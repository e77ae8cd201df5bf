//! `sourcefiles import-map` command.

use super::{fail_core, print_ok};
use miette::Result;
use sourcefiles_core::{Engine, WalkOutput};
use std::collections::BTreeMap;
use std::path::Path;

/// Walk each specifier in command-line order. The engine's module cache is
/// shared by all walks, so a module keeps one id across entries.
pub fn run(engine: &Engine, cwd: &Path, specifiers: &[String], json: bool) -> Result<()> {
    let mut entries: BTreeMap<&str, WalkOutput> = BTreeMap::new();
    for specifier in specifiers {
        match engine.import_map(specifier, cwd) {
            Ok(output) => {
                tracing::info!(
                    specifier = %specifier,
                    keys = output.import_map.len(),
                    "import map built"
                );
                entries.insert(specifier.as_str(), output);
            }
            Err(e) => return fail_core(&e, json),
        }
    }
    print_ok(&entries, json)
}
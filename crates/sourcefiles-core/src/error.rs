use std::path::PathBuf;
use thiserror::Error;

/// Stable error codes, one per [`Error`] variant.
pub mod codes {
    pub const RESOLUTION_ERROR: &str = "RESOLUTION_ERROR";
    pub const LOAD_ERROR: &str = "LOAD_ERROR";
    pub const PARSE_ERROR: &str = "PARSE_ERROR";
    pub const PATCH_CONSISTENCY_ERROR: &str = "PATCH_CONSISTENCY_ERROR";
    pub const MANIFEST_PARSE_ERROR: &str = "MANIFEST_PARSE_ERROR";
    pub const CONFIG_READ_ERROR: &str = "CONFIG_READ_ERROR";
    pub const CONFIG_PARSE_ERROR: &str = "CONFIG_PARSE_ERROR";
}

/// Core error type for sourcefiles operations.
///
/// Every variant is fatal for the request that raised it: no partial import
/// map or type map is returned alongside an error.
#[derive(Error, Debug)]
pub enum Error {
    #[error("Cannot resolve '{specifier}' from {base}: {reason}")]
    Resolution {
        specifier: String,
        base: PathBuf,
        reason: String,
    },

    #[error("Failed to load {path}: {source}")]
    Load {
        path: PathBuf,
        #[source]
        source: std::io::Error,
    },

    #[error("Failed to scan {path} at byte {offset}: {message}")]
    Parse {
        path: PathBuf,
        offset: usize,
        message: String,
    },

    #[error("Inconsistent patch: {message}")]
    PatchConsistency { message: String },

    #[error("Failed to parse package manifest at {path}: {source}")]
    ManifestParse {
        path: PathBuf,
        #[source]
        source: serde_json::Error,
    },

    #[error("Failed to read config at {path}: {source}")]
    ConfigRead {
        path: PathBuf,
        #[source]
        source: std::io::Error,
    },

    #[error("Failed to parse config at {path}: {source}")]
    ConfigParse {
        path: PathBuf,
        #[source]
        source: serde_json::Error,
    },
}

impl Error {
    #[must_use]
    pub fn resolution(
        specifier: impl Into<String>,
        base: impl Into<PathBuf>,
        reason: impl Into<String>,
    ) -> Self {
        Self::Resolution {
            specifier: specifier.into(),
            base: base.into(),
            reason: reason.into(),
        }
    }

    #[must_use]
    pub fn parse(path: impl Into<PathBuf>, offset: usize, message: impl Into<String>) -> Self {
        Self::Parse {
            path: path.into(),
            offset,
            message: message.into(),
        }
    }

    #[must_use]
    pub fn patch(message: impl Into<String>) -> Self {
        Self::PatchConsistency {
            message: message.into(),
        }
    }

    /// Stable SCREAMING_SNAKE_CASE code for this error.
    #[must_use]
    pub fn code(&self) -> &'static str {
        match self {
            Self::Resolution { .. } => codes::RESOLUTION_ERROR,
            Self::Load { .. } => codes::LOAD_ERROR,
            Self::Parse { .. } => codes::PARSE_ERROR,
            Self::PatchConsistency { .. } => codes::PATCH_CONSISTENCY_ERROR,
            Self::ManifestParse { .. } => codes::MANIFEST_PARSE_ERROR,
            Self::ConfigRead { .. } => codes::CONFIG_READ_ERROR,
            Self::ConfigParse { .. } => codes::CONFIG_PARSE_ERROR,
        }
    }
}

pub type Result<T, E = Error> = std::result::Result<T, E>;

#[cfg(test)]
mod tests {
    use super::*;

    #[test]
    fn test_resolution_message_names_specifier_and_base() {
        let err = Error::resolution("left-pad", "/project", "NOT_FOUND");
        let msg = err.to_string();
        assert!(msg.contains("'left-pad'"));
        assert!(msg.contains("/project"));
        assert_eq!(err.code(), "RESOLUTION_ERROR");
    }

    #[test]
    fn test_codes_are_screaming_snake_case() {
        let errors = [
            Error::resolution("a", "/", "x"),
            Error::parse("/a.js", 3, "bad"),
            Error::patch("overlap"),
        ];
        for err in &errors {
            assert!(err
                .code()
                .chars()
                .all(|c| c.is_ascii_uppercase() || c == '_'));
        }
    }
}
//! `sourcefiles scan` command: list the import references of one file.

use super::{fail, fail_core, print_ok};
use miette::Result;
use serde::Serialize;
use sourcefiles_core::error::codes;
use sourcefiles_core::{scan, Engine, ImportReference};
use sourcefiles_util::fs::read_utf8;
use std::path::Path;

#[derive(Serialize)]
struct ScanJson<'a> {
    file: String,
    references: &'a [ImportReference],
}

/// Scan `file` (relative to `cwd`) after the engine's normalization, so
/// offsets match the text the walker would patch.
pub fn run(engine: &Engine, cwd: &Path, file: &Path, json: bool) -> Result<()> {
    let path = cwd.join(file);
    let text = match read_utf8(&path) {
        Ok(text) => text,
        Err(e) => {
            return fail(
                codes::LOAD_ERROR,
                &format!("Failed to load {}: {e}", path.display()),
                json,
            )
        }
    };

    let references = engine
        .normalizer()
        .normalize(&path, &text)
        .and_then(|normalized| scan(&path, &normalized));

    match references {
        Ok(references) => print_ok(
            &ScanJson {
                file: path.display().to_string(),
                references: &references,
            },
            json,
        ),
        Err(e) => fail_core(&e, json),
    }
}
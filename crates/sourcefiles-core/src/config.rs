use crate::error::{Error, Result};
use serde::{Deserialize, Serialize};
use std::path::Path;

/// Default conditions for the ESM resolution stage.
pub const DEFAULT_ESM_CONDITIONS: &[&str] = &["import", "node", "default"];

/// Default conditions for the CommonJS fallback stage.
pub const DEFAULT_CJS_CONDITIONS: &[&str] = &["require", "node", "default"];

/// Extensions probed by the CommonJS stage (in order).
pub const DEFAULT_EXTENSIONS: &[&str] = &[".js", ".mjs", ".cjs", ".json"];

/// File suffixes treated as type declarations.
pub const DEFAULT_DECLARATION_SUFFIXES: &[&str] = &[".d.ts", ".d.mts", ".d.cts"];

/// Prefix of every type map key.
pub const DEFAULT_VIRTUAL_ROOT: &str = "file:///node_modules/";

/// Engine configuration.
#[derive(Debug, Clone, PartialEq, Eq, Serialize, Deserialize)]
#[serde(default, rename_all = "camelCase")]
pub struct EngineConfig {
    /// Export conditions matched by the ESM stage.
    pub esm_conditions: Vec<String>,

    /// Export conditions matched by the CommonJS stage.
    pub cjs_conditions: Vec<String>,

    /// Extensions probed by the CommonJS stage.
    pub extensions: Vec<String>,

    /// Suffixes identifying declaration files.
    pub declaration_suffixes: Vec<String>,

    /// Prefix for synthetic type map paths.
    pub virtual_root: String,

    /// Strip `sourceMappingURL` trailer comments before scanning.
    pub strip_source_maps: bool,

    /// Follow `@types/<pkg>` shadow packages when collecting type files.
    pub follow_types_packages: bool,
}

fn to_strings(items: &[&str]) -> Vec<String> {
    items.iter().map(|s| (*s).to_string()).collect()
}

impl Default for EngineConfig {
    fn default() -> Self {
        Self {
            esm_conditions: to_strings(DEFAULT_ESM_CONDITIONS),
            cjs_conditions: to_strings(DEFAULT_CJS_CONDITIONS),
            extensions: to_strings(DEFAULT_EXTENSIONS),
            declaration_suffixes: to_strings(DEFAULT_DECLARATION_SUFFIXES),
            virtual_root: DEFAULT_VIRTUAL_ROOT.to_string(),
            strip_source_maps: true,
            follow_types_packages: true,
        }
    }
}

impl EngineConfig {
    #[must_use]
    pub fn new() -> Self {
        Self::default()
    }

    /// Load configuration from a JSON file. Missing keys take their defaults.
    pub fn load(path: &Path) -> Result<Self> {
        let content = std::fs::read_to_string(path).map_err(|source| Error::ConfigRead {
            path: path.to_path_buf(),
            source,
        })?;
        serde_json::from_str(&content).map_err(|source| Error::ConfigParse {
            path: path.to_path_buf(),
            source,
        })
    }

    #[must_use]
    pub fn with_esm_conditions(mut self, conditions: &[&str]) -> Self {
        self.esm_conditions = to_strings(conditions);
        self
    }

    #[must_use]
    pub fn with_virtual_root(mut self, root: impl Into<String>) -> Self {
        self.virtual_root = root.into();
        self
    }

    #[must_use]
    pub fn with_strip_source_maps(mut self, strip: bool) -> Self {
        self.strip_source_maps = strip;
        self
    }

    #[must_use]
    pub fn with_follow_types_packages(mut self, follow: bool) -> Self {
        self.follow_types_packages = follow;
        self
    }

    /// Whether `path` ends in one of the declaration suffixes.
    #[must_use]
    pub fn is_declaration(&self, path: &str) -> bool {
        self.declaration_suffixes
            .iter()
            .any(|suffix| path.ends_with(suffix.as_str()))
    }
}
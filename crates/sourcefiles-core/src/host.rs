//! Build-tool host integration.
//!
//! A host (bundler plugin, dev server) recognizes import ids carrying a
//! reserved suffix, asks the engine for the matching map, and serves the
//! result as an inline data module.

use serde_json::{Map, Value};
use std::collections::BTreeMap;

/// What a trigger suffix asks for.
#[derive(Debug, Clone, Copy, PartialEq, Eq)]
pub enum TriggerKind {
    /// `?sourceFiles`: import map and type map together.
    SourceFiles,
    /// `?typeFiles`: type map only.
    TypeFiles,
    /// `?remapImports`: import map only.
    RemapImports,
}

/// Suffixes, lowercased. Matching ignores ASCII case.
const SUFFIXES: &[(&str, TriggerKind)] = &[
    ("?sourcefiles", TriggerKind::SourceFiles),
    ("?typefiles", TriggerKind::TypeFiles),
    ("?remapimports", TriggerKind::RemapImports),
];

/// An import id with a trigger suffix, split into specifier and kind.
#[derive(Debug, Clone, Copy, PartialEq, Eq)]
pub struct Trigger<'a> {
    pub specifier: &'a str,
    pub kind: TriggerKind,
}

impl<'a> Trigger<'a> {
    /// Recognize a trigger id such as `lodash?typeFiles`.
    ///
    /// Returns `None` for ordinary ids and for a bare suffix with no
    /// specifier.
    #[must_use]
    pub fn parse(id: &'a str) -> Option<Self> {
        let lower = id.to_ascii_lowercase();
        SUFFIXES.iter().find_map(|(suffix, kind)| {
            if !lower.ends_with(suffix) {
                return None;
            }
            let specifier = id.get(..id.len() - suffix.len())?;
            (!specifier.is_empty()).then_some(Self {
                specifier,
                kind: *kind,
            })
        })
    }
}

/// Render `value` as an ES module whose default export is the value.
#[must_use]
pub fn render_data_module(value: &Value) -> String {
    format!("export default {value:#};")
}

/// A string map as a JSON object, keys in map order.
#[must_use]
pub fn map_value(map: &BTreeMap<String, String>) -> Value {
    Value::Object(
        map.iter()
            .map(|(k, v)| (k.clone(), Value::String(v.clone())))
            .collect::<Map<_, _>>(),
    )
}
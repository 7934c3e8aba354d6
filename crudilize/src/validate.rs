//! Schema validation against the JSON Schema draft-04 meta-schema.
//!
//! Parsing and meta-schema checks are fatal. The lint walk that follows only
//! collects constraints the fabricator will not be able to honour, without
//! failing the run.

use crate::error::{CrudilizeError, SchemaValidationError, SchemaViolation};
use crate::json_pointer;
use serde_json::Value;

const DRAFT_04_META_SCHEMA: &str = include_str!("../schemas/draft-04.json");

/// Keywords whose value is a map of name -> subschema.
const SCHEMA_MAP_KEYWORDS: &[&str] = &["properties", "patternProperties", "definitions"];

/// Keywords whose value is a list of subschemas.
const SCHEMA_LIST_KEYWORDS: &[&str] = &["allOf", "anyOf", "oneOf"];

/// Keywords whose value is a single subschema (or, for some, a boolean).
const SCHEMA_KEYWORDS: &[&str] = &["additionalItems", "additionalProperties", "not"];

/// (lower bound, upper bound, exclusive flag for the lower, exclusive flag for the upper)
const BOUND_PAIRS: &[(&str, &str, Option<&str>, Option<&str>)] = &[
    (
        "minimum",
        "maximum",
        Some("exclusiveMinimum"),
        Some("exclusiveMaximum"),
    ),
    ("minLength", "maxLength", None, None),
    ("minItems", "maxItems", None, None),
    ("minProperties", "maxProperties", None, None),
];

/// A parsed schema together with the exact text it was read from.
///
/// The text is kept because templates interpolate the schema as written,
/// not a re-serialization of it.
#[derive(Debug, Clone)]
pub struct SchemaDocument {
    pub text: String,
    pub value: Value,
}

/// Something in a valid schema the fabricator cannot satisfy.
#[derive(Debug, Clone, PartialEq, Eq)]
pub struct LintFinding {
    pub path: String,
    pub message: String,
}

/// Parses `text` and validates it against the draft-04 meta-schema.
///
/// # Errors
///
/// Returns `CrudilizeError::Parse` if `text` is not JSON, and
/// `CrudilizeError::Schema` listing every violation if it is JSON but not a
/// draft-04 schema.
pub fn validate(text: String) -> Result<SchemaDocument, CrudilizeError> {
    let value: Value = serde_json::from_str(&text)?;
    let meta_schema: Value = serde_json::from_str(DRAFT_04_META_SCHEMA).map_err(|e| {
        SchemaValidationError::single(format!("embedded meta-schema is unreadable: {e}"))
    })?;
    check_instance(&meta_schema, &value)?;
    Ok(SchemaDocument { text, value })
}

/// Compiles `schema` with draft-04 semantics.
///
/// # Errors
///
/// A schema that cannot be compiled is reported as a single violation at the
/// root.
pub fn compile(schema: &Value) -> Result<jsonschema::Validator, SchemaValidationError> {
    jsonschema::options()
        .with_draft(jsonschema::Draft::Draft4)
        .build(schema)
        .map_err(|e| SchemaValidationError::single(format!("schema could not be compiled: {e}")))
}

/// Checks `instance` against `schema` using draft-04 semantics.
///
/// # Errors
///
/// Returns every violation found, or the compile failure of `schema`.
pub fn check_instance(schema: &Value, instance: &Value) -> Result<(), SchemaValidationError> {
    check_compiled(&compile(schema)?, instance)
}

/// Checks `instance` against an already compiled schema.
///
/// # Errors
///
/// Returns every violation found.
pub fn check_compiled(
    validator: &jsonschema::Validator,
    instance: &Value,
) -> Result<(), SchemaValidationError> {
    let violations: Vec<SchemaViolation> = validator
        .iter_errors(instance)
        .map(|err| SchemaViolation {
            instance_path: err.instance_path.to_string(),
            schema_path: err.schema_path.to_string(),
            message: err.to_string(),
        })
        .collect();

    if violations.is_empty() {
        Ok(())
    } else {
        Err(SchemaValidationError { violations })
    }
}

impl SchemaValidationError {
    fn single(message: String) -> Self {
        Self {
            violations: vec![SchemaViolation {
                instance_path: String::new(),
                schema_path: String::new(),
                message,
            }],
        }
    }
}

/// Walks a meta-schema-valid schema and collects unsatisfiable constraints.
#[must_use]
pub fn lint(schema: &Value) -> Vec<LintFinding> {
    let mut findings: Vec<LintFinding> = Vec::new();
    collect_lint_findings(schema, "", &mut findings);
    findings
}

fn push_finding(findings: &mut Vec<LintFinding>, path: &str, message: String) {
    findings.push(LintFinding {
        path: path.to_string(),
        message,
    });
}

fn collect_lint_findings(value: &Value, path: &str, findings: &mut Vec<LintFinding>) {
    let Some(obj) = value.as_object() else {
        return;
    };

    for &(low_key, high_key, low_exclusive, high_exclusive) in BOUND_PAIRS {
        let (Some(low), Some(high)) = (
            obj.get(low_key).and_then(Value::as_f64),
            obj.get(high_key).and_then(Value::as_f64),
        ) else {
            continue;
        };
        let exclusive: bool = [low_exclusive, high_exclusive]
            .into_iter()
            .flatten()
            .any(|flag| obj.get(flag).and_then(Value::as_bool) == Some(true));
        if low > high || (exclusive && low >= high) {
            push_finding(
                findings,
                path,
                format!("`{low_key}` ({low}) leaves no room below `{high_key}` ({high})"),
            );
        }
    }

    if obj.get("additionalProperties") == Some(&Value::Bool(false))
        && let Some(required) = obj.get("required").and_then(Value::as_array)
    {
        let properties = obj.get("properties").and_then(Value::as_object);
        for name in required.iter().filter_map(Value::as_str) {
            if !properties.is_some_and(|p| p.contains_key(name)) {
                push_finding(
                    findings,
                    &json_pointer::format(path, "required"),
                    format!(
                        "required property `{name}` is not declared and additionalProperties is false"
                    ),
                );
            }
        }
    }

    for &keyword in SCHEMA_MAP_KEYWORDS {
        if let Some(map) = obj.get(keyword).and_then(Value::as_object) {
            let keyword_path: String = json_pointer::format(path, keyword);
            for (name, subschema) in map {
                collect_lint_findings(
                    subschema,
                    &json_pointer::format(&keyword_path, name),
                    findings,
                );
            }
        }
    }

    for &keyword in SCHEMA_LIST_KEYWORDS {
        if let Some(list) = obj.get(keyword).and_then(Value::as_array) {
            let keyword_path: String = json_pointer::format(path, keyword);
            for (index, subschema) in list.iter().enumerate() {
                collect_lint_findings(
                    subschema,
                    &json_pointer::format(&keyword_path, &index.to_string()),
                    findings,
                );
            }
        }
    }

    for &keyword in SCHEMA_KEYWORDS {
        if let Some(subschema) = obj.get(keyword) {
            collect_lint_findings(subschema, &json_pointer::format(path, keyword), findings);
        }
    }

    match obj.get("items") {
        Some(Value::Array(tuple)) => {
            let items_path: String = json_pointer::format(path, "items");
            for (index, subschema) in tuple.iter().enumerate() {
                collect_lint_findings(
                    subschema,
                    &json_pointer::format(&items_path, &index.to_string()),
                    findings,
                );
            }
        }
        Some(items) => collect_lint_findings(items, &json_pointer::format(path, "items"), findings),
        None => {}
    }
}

***

WHAT NEEDS TO BE DONE: From the material above, copy every line that has the word "asks" in it.

SOLUTION:
//! reserved suffix, asks the engine for the matching map, and serves the
/// What a trigger suffix asks for.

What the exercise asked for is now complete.